Friday, January 14, 2011

Back to Life

I just got back from two weeks back home in Arizona, and it's going to be a real adjustment to life again here. It was strange being back in my old life, or the place of my old life. I was asked billions of questions, but mainly the one "How is it over there?" And I really have no idea how to answer that. So here goes a little bit of an attempt to answer, or maybe an attempt to answer why I can't answer it.

One day during a long car ride, a friend and I were talking about personal statements for graduate school applications. I started thinking, how does Peace Corps really fit into my life story? I don't really know, because I feel like all of the things I can say about it right now sound too cliché, but even if they are cliché, they are true. During my studies in Russia, I took the time each day to write down everything I did in a travel journal, and so I brought one with me here, but it remains blank except for the first few pages. I stopped writing in it because I had way too many thoughts and observations and it was taking too much time to write them all down in a way that meant something. But maybe that is how I would describe this experience, something that I can't write down because I don't really understand it right now, I need some perspective in order to do that. Right now, it is miserable and lonely, humbling and inspiring, and also a lot of fun. But even those aren’t the right words to describe it.

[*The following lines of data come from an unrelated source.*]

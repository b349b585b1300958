//! Deterministic simulation module
//!
//! All physics lives here. This module must be pure and deterministic:
//! - Fixed unit timestep only
//! - Seeded RNG only
//! - Stable iteration order (insertion order)
//! - No host or rendering dependencies beyond the layout trait

pub mod circle;
pub mod collision;
pub mod state;
pub mod tick;

pub use circle::{Circle, CircleId, PendingCircle};
pub use collision::{CollisionPair, collides, resolve_dynamic, resolve_static};
pub use state::{CollisionWorld, EntrySide};
pub use tick::tick;
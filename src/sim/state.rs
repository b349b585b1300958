//! Collision world state
//!
//! Owns the circle set, the gravity point and the dynamic-collision switch.
//! Placement is deterministic for a given seed.

use glam::Vec2;
use rand::{Rng, SeedableRng};
use rand_pcg::Pcg32;

use super::circle::{Circle, CircleId, PendingCircle};
use super::collision::{CollisionPair, collides};
use crate::config::WorldConfig;
use crate::container_center;

/// Side a new circle enters from
#[derive(Debug, Clone, Copy, PartialEq, Eq)]
pub enum EntrySide {
    Right,
    Left,
}

impl EntrySide {
    /// Odd running counts enter from the right
    pub fn for_count(count: u32) -> Self {
        if count % 2 == 1 {
            EntrySide::Right
        } else {
            EntrySide::Left
        }
    }

    /// Direction the rejection loop nudges along
    pub fn step(&self) -> f32 {
        match self {
            EntrySide::Right => 1.0,
            EntrySide::Left => -1.0,
        }
    }
}

/// Complete simulation state
#[derive(Debug, Clone)]
pub struct CollisionWorld {
    /// Container size
    pub width: f32,
    pub height: f32,
    /// Point circles are attracted to (container center)
    pub gravity: Vec2,
    /// Managed circles, in insertion order
    pub circles: Vec<Circle>,
    /// Tuning
    pub config: WorldConfig,
    /// Elastic response switch, only ever goes true -> false
    dynamic_collision_enabled: bool,
    /// Virtual time of the first successful add (ms)
    first_add_at: Option<u64>,
    /// Running count of adds, drives the entry side
    circle_count: u32,
    /// Next circle ID
    next_id: u32,
    rng: Pcg32,
}

impl CollisionWorld {
    pub fn new(width: f32, height: f32, config: WorldConfig) -> Self {
        Self {
            width,
            height,
            gravity: container_center(width, height),
            circles: Vec::new(),
            rng: Pcg32::seed_from_u64(config.seed),
            config,
            dynamic_collision_enabled: true,
            first_add_at: None,
            circle_count: 0,
            next_id: 1,
        }
    }

    /// Allocate a handle for a circle about to be created
    pub fn next_circle_id(&mut self) -> CircleId {
        let id = CircleId(self.next_id);
        self.next_id += 1;
        id
    }

    /// Start a new circle; it gets a radius once its surface is measured
    pub fn create(&mut self, content: impl Into<String>) -> PendingCircle {
        let id = self.next_circle_id();
        PendingCircle::new(id, content)
    }

    pub fn dynamic_collision_enabled(&self) -> bool {
        self.dynamic_collision_enabled
    }

    /// Switch elastic response off for good
    pub fn disable_dynamic_collision(&mut self) {
        if self.dynamic_collision_enabled {
            log::info!("Dynamic collision disabled ({} circles)", self.circles.len());
        }
        self.dynamic_collision_enabled = false;
    }

    pub fn first_add_at(&self) -> Option<u64> {
        self.first_add_at
    }

    /// Time since the first add, if any circle was ever added
    pub fn elapsed_since_first_add(&self, now_ms: u64) -> Option<u64> {
        self.first_add_at.map(|t| now_ms.saturating_sub(t))
    }

    /// Resize the container, moving the gravity point to its new center
    pub fn resize(&mut self, width: f32, height: f32) {
        self.width = width;
        self.height = height;
        self.gravity = container_center(width, height);
    }

    fn random_y(&mut self) -> f32 {
        if self.height > 0.0 {
            self.rng.random_range(0.0..self.height)
        } else {
            0.0
        }
    }

    /// Place a measured circle just outside the container and start it drifting
    ///
    /// Returns true when this was the first circle ever added.
    pub fn place_circle(&mut self, mut circle: Circle, now_ms: u64) -> bool {
        self.circle_count += 1;
        let side = EntrySide::for_count(self.circle_count);
        let diameter = circle.diameter();

        circle.center.x = match side {
            EntrySide::Right => self.width + diameter,
            EntrySide::Left => -diameter,
        };
        circle.center.y = self.random_y();

        // Rejection placement: never start overlapping
        while self.circles.iter().any(|other| collides(&circle, other)) {
            circle.center.y = self.random_y();
            circle.center.x += side.step() * diameter;
        }

        circle.velocity = (self.gravity - circle.center) / self.config.initial_drift_divisor;

        log::debug!(
            "Placed {:?} {:?} r={:.3} at ({:.2}, {:.2}) from {:?}",
            circle.id,
            circle.content,
            circle.radius,
            circle.center.x,
            circle.center.y,
            side
        );
        self.circles.push(circle);

        let first = self.first_add_at.is_none();
        if first {
            self.first_add_at = Some(now_ms);
        }
        first
    }

    /// Remove a circle from the managed set
    pub fn remove(&mut self, id: CircleId) -> Option<Circle> {
        let index = self.index_of(id)?;
        Some(self.circles.remove(index))
    }

    pub fn index_of(&self, id: CircleId) -> Option<usize> {
        self.circles.iter().position(|c| c.id == id)
    }

    pub fn circle(&self, id: CircleId) -> Option<&Circle> {
        self.circles.iter().find(|c| c.id == id)
    }

    pub fn circle_mut(&mut self, id: CircleId) -> Option<&mut Circle> {
        self.circles.iter_mut().find(|c| c.id == id)
    }

    pub fn len(&self) -> usize {
        self.circles.len()
    }

    pub fn is_empty(&self) -> bool {
        self.circles.is_empty()
    }

    /// Whether the circle overlaps any other circle
    pub fn has_collision(&self, id: CircleId) -> bool {
        match self.circle(id) {
            Some(circle) => self
                .circles
                .iter()
                .any(|other| other.id != id && collides(circle, other)),
            None => false,
        }
    }

    /// Circles overlapping the given circle
    pub fn collisions_of(&self, id: CircleId) -> Vec<CircleId> {
        let Some(circle) = self.circle(id) else {
            return Vec::new();
        };
        self.circles
            .iter()
            .filter(|other| other.id != id && collides(circle, other))
            .map(|other| other.id)
            .collect()
    }

    /// Every overlapping pair, each reported once in insertion order
    pub fn all_collision_pairs(&self) -> Vec<CollisionPair> {
        let mut pairs = Vec::new();
        for (i, a) in self.circles.iter().enumerate() {
            for b in &self.circles[i + 1..] {
                if collides(a, b) {
                    pairs.push(CollisionPair { a: a.id, b: b.id });
                }
            }
        }
        pairs
    }
}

As the days wound down to when I had to go back, I was getting really anxious and was definitely not ready to leave. But then one morning while standing in line at a store, I was amazed that everyone was stopped where they were, talking on their phones and exchanging information about something. It was the shooting in Tucson, one that not only affected my community, but a few of my friends themselves. It was shocking, but it was also really moving to see Tucson come together like it has. And suddenly leaving didn't feel so bad. There was some more perspective - that any bad day I have in Georgia is not going to compare to how bad of a day other people are having. It is important to keep that perspective in mind, so that when I get even more and can look back on this experience, maybe I would have learned something from all my bad days as well as my good ones. And maybe then I can find some better words to explain just “how it is” over here.